- INFORMATION PROVIDED

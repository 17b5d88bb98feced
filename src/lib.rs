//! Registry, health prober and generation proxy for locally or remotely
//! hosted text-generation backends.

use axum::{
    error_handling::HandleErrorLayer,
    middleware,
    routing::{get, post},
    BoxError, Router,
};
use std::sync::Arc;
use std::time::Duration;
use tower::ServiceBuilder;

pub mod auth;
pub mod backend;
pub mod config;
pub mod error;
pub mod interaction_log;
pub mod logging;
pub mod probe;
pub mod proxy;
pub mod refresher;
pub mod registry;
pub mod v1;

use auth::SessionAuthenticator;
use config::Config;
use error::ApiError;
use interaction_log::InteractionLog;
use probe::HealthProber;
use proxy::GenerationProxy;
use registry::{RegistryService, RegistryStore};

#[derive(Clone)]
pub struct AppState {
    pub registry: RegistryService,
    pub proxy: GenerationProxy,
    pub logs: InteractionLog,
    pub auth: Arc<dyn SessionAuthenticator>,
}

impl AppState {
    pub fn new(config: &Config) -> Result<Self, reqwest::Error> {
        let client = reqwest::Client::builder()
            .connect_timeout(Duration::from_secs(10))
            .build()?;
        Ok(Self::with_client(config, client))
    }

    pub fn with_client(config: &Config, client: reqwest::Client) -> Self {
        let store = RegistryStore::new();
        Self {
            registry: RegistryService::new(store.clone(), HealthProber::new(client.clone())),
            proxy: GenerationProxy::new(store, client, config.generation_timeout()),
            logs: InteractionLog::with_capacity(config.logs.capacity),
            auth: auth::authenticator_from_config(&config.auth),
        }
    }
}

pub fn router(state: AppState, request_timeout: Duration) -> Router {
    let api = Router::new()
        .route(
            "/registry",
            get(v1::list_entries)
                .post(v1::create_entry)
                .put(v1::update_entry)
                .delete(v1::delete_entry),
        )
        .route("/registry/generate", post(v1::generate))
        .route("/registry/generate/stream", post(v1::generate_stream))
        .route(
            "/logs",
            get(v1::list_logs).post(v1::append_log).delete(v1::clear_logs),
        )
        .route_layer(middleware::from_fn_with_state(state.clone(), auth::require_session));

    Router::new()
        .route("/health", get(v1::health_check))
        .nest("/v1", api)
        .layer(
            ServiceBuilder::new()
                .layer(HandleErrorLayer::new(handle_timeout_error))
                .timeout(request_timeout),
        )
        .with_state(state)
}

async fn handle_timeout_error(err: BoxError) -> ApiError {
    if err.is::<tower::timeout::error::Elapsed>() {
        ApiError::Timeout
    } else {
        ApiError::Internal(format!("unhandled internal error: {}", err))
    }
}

- YOUR OBJECTIVE
Begin at the first line of the entries above and copy every line exactly, ending with the line that contains "use interaction_log::InteractionLog;".

- ANSWER BOX
repository 17b5d88bb98feced
filename src/lib.rs
//! Registry, health prober and generation proxy for locally or remotely
//! hosted text-generation backends.

use axum::{
    error_handling::HandleErrorLayer,
    middleware,
    routing::{get, post},
    BoxError, Router,
};
use std::sync::Arc;
use std::time::Duration;
use tower::ServiceBuilder;

pub mod auth;
pub mod backend;
pub mod config;
pub mod error;
pub mod interaction_log;
pub mod logging;
pub mod probe;
pub mod proxy;
pub mod refresher;
pub mod registry;
pub mod v1;

use auth::SessionAuthenticator;
use config::Config;
use error::ApiError;
use interaction_log::InteractionLog;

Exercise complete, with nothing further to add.